# [TASK INSTRUCTIONS]
Wherever a line in the records below contains "Duration", copy that line.

# [SUPPLIED RECORDS]
━━━━━━━━

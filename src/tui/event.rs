use crossterm::event::{self, Event, KeyEvent, KeyEventKind};
use std::time::Duration;

use crate::app::Result;

pub enum AppEvent {
    Key(KeyEvent),
    Tick,
}

pub struct EventHandler {
    tick_rate: Duration,
}

impl EventHandler {
    pub fn new(tick_rate: Duration) -> Self {
        Self { tick_rate }
    }

    pub fn next(&self) -> Result<AppEvent> {
        if event::poll(self.tick_rate)? {
            if let Event::Key(key) = event::read()? {
                // Windows reports releases too.
                if key.kind != KeyEventKind::Release {
                    return Ok(AppEvent::Key(key));
                }
            }
        }
        Ok(AppEvent::Tick)
    }
}

#[derive(Debug, Clone, Copy, PartialEq, Eq)]
pub enum Action {
    Quit,
    MoveUp,
    MoveDown,
    NextPage,
    PrevPage,
    NextPane,
    PrevPane,
    Select,
    PlayAll,
    NextChapter,
    PrevChapter,
    ToggleFavorite,
    FavoritesOnly,
    Search,
    ToggleDarkMode,
    CycleReciter,
    CycleTranslation,
    ArabicFontUp,
    ArabicFontDown,
    TranslationFontUp,
    TranslationFontDown,
    Retry,
    ToggleMaximize,
    None,
}
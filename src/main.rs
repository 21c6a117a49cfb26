use std::fs::OpenOptions;
use std::path::PathBuf;
use std::sync::{Arc, Mutex};

use clap::Parser;
use tracing_subscriber::{fmt, fmt::writer::BoxMakeWriter, prelude::*, EnvFilter};

use mushaf::app::AppContext;
use mushaf::cli::{commands, Cli, Commands};
use mushaf::config::Config;

#[tokio::main]
async fn main() -> anyhow::Result<()> {
    let cli = Cli::parse();
    let command = cli.command.unwrap_or(Commands::Tui { chapter: None });

    // The reader owns the terminal, so its logs go to a file.
    let log_path = match (&cli.log, &command) {
        (Some(path), _) => Some(path.clone()),
        (None, Commands::Tui { .. }) => default_log_path(),
        _ => None,
    };
    let ansi = log_path.is_none();
    let writer = match log_path {
        Some(path) => {
            let file = OpenOptions::new().create(true).append(true).open(&path)?;
            BoxMakeWriter::new(Mutex::new(file))
        }
        None => BoxMakeWriter::new(std::io::stderr),
    };

    // Initialize tracing
    tracing_subscriber::registry()
        .with(fmt::layer().with_writer(writer).with_ansi(ansi))
        .with(EnvFilter::from_default_env())
        .init();

    let config = match cli.config {
        Some(path) => Config::load_from(&path)?,
        None => Config::load()?,
    };
    let ctx = AppContext::new(cli.db, config)?;

    match command {
        Commands::Tui { chapter } => {
            mushaf::tui::run(Arc::new(ctx), chapter).await?;
        }
        Commands::Show { chapter } => {
            commands::show_chapter(&ctx, chapter).await?;
        }
        Commands::Copy { verse, share } => {
            commands::copy_verse(&ctx, verse, share).await?;
        }
        Commands::Chapters => {
            commands::list_chapters();
        }
        Commands::Reciters => {
            commands::list_reciters(&ctx);
        }
        Commands::Translations => {
            commands::list_translations(&ctx);
        }
        Commands::Favorites => {
            commands::list_favorites(&ctx);
        }
        Commands::Favorite { verse } => {
            commands::favorite_verse(&ctx, verse)?;
        }
        Commands::Prefs(args) => {
            commands::update_preferences(&ctx, &args)?;
        }
    }

    Ok(())
}

fn default_log_path() -> Option<PathBuf> {
    let dir = dirs::data_dir()?.join("mushaf");
    std::fs::create_dir_all(&dir).ok()?;
    Some(dir.join("mushaf.log"))
}
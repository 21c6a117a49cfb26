//! Keeps the verse list scrolled to whatever is playing.
//!
//! Offsets are positions in the visible subset (the rows the list actually
//! draws); the playing index is a row index into the full chapter.

/// Rows moved per tick while animating toward a target.
pub const DEFAULT_STEP: usize = 3;

#[derive(Debug, Clone)]
pub struct ViewSync {
    offset: usize,
    target: Option<usize>,
    last_index: Option<usize>,
    step: usize,
}

impl Default for ViewSync {
    fn default() -> Self {
        Self::new()
    }
}

impl ViewSync {
    pub fn new() -> Self {
        Self::with_step(DEFAULT_STEP)
    }

    pub fn with_step(step: usize) -> Self {
        Self {
            offset: 0,
            target: None,
            last_index: None,
            step: step.max(1),
        }
    }

    /// First visible-subset position drawn at the top of the viewport.
    pub fn offset(&self) -> usize {
        self.offset
    }

    /// Report the playback index. Only a change to a new row starts a
    /// scroll; repeating the same index or going idle does nothing.
    /// Returns true if an animation was started.
    pub fn observe(&mut self, index: Option<usize>, visible: &[usize], height: usize) -> bool {
        if index == self.last_index {
            return false;
        }
        self.last_index = index;

        let Some(index) = index else {
            return false;
        };
        let Ok(position) = visible.binary_search(&index) else {
            tracing::debug!("Row {} is filtered out, not scrolling", index);
            return false;
        };

        let target = centered_offset(position, visible.len(), height);
        if target == self.offset {
            self.target = None;
            return false;
        }
        self.target = Some(target);
        true
    }

    /// Move one step toward the target. Returns true if the offset changed.
    pub fn tick(&mut self) -> bool {
        let Some(target) = self.target else {
            return false;
        };
        if self.offset < target {
            self.offset = (self.offset + self.step).min(target);
        } else {
            self.offset = self.offset.saturating_sub(self.step).max(target);
        }
        if self.offset == target {
            self.target = None;
        }
        true
    }

    /// The user scrolled: stop animating and keep `position` on screen,
    /// moving as little as possible.
    pub fn scroll_into_view(&mut self, position: usize, height: usize) {
        self.target = None;
        if height == 0 {
            return;
        }
        if position < self.offset {
            self.offset = position;
        } else if position >= self.offset + height {
            self.offset = position + 1 - height;
        }
    }

    /// Keep the offset valid after the visible subset or viewport shrank.
    pub fn clamp(&mut self, len: usize, height: usize) {
        let max = len.saturating_sub(height);
        self.offset = self.offset.min(max);
        if let Some(target) = self.target {
            self.target = Some(target.min(max));
        }
    }

    /// Forget everything, for a freshly loaded chapter.
    pub fn reset(&mut self) {
        self.offset = 0;
        self.target = None;
        self.last_index = None;
    }
}

/// Offset that puts `position` in the middle of a `height`-row viewport,
/// without scrolling past either end of a list of `len` rows.
pub fn centered_offset(position: usize, len: usize, height: usize) -> usize {
    let max = len.saturating_sub(height);
    position.saturating_sub(height / 2).min(max)
}
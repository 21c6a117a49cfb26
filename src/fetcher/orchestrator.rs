use std::sync::Arc;

use tokio::sync::mpsc;

use crate::aligner::{Aligner, ChapterSources};
use crate::app::{MushafError, Result};
use crate::domain::AlignedChapter;
use crate::fetcher::ContentSource;

pub const DEFAULT_TEXT_EDITION: &str = "quran-uthmani";
pub const DEFAULT_TRANSLITERATION_EDITION: &str = "en.transliteration";

/// What a chapter load is fetched for.
#[derive(Debug, Clone, PartialEq, Eq)]
pub struct ChapterRequest {
    pub chapter: u16,
    pub reciter: String,
    pub translation: String,
}

/// Identifies one issued load. Completions are matched against the
/// tracker's current tag and dropped when they no longer match.
#[derive(Debug, Clone, PartialEq, Eq)]
pub struct LoadTag {
    generation: u64,
    request: ChapterRequest,
}

impl LoadTag {
    pub fn request(&self) -> &ChapterRequest {
        &self.request
    }

    pub fn chapter(&self) -> u16 {
        self.request.chapter
    }
}

#[derive(Debug)]
pub struct LoadCompletion {
    pub tag: LoadTag,
    pub result: Result<AlignedChapter>,
}

/// Keeps track of the single load that is allowed to land.
#[derive(Debug, Default)]
pub struct LoadTracker {
    generation: u64,
    in_flight: Option<LoadTag>,
}

impl LoadTracker {
    pub fn new() -> Self {
        Self::default()
    }

    /// Issue a new load, superseding any load still in flight.
    pub fn begin(&mut self, request: ChapterRequest) -> LoadTag {
        self.generation += 1;
        if let Some(stale) = self.in_flight.take() {
            tracing::debug!("Superseding load for surah {}", stale.chapter());
        }
        let tag = LoadTag {
            generation: self.generation,
            request,
        };
        self.in_flight = Some(tag.clone());
        tag
    }

    /// Accept a completion if it belongs to the current load.
    pub fn accept(&mut self, tag: &LoadTag) -> bool {
        if self.in_flight.as_ref() == Some(tag) {
            self.in_flight = None;
            true
        } else {
            tracing::debug!("Discarding stale load for surah {}", tag.chapter());
            false
        }
    }
}

/// Issues the three per-chapter fetches and aligns their results.
#[derive(Clone)]
pub struct Orchestrator {
    source: Arc<dyn ContentSource + Send + Sync>,
    aligner: Aligner,
    text_edition: String,
    transliteration_edition: String,
}

impl Orchestrator {
    pub fn new(source: Arc<dyn ContentSource + Send + Sync>) -> Self {
        Self::with_editions(source, DEFAULT_TEXT_EDITION, DEFAULT_TRANSLITERATION_EDITION)
    }

    pub fn with_editions(
        source: Arc<dyn ContentSource + Send + Sync>,
        text_edition: &str,
        transliteration_edition: &str,
    ) -> Self {
        Self {
            source,
            aligner: Aligner::new(),
            text_edition: text_edition.to_string(),
            transliteration_edition: transliteration_edition.to_string(),
        }
    }

    /// Fetch and align one chapter.
    ///
    /// The text+audio request is mandatory; translation and transliteration
    /// failures degrade to empty collections.
    pub async fn load(&self, request: &ChapterRequest) -> Result<AlignedChapter> {
        let chapter = request.chapter;
        let combined = [self.text_edition.as_str(), request.reciter.as_str()];

        let (primary, translation, transliteration) = tokio::join!(
            self.source.fetch_editions(chapter, &combined),
            self.source.fetch_edition(chapter, &request.translation),
            self.source.fetch_edition(chapter, &self.transliteration_edition),
        );

        let mut editions = primary
            .map_err(|e| MushafError::Fetch {
                chapter,
                message: e.to_string(),
            })?
            .into_iter();
        let text = editions.next().ok_or_else(|| MushafError::Fetch {
            chapter,
            message: "response contained no editions".into(),
        })?;
        let audio = editions.next().unwrap_or_default();

        let translation = translation.unwrap_or_else(|e| {
            tracing::warn!("Translation for surah {} unavailable: {}", chapter, e);
            Vec::new()
        });
        let transliteration = transliteration.unwrap_or_else(|e| {
            tracing::warn!("Transliteration for surah {} unavailable: {}", chapter, e);
            Vec::new()
        });

        let aligned = self.aligner.align(
            chapter,
            ChapterSources {
                text,
                audio,
                translation,
                transliteration,
            },
        );
        tracing::info!("Loaded surah {} ({} verses)", chapter, aligned.len());
        Ok(aligned)
    }

    /// Run a load on the runtime and report it, tagged, on `tx`.
    pub fn spawn_load(&self, tag: LoadTag, tx: mpsc::UnboundedSender<LoadCompletion>) {
        let orchestrator = self.clone();
        tokio::spawn(async move {
            let result = orchestrator.load(tag.request()).await;
            if let Err(ref e) = result {
                tracing::error!("{}", e);
            }
            // The receiver is gone only when the UI has shut down.
            let _ = tx.send(LoadCompletion { tag, result });
        });
    }
}

#[cfg(test)]
pub(crate) mod tests {
    use super::*;
    use std::collections::HashMap;
    use std::time::Duration;

    use async_trait::async_trait;

    use crate::aligner::tests::{audio, verses};
    use crate::domain::{Collection, TextCell, Verse};
    use crate::fetcher::ContentSource;

    /// Serves synthetic chapters; editions listed in `failing` error out and
    /// chapters listed in `delays` answer late.
    #[derive(Default)]
    pub(crate) struct FakeSource {
        pub failing: Vec<String>,
        pub delays: HashMap<u16, Duration>,
    }

    impl FakeSource {
        pub(crate) fn failing(editions: &[&str]) -> Self {
            Self {
                failing: editions.iter().map(|e| e.to_string()).collect(),
                ..Default::default()
            }
        }

        async fn edition(&self, chapter: u16, edition: &str) -> Result<Vec<Verse>> {
            if let Some(delay) = self.delays.get(&chapter) {
                tokio::time::sleep(*delay).await;
            }
            if self.failing.iter().any(|e| e == edition) {
                return Err(MushafError::Api(format!("{} unavailable", edition)));
            }
            let count = crate::domain::catalog::chapter(chapter)
                .map(|c| c.verse_count)
                .ok_or(MushafError::ChapterOutOfRange(chapter))?;
            Ok(if edition.starts_with("ar.") {
                audio(count)
            } else {
                verses(count, &format!("{}:{}", chapter, edition))
            })
        }
    }

    #[async_trait]
    impl ContentSource for FakeSource {
        async fn fetch_editions(&self, chapter: u16, editions: &[&str]) -> Result<Vec<Vec<Verse>>> {
            let mut result = Vec::new();
            for edition in editions {
                result.push(self.edition(chapter, edition).await?);
            }
            Ok(result)
        }

        async fn fetch_edition(&self, chapter: u16, edition: &str) -> Result<Vec<Verse>> {
            self.edition(chapter, edition).await
        }
    }

    pub(crate) fn request(chapter: u16) -> ChapterRequest {
        ChapterRequest {
            chapter,
            reciter: "ar.alafasy".into(),
            translation: "en.asad".into(),
        }
    }

    #[tokio::test]
    async fn test_load_aligns_all_collections() {
        let orchestrator = Orchestrator::new(Arc::new(FakeSource::default()));
        let aligned = orchestrator.load(&request(1)).await.unwrap();

        assert_eq!(aligned.chapter(), 1);
        assert_eq!(aligned.len(), 7);
        assert!(aligned.degraded().is_empty());
        let row = aligned.row(0).unwrap();
        assert_eq!(row.original, "1:quran-uthmani 1");
        assert_eq!(row.translation_display(), "1:en.asad 1");
        assert_eq!(row.transliteration_display(), "1:en.transliteration 1");
        assert!(row.is_playable());
    }

    #[tokio::test]
    async fn test_translation_failure_is_not_fatal() {
        let orchestrator = Orchestrator::new(Arc::new(FakeSource::failing(&["en.asad"])));
        let aligned = orchestrator.load(&request(1)).await.unwrap();

        assert_eq!(aligned.len(), 7);
        assert_eq!(aligned.degraded(), &[Collection::Translation]);
        for row in aligned.rows() {
            assert!(!row.original.is_empty());
            assert!(row.is_playable());
            assert_eq!(row.translation, TextCell::Unavailable);
            assert_eq!(row.translation_display(), "Translation not available");
        }
    }

    #[tokio::test]
    async fn test_transliteration_failure_is_not_fatal() {
        let orchestrator =
            Orchestrator::new(Arc::new(FakeSource::failing(&["en.transliteration"])));
        let aligned = orchestrator.load(&request(112)).await.unwrap();
        assert_eq!(aligned.len(), 4);
        assert_eq!(aligned.degraded(), &[Collection::Transliteration]);
        assert_eq!(aligned.row(0).unwrap().transliteration_display(), "Not available");
    }

    #[tokio::test]
    async fn test_primary_failure_fails_the_load() {
        let orchestrator = Orchestrator::new(Arc::new(FakeSource::failing(&["quran-uthmani"])));
        let err = orchestrator.load(&request(1)).await.unwrap_err();
        assert!(matches!(err, MushafError::Fetch { chapter: 1, .. }));
    }

    #[tokio::test]
    async fn test_reciter_failure_fails_the_load() {
        let orchestrator = Orchestrator::new(Arc::new(FakeSource::failing(&["ar.alafasy"])));
        assert!(orchestrator.load(&request(1)).await.is_err());
    }

    #[test]
    fn test_tracker_accepts_only_latest() {
        let mut tracker = LoadTracker::new();
        let first = tracker.begin(request(1));
        let second = tracker.begin(request(2));

        assert!(!tracker.accept(&first));
        assert!(tracker.accept(&second));
        // A completion is accepted once.
        assert!(!tracker.accept(&second));
    }

    #[test]
    fn test_tracker_distinguishes_same_chapter_reloads() {
        let mut tracker = LoadTracker::new();
        let first = tracker.begin(request(1));
        let mut changed = request(1);
        changed.translation = "en.sahih".into();
        let second = tracker.begin(changed);
        assert!(!tracker.accept(&first));
        assert!(tracker.accept(&second));
    }

    #[tokio::test]
    async fn test_slow_stale_response_is_discarded() {
        let mut source = FakeSource::default();
        source.delays.insert(1, Duration::from_millis(80));
        let orchestrator = Orchestrator::new(Arc::new(source));
        let (tx, mut rx) = mpsc::unbounded_channel();
        let mut tracker = LoadTracker::new();

        let slow = tracker.begin(request(1));
        orchestrator.spawn_load(slow, tx.clone());
        let fast = tracker.begin(request(2));
        orchestrator.spawn_load(fast, tx);

        let mut landed = Vec::new();
        while let Some(completion) = rx.recv().await {
            if tracker.accept(&completion.tag) {
                landed.push(completion.result.unwrap().chapter());
            }
        }
        assert_eq!(landed, vec![2]);
    }
}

━━━━━━━━

# [WRITTEN SOLUTION]
use std::time::Duration;
    tick_rate: Duration,
    pub fn new(tick_rate: Duration) -> Self {
    use std::time::Duration;
        pub delays: HashMap<u16, Duration>,
        source.delays.insert(1, Duration::from_millis(80));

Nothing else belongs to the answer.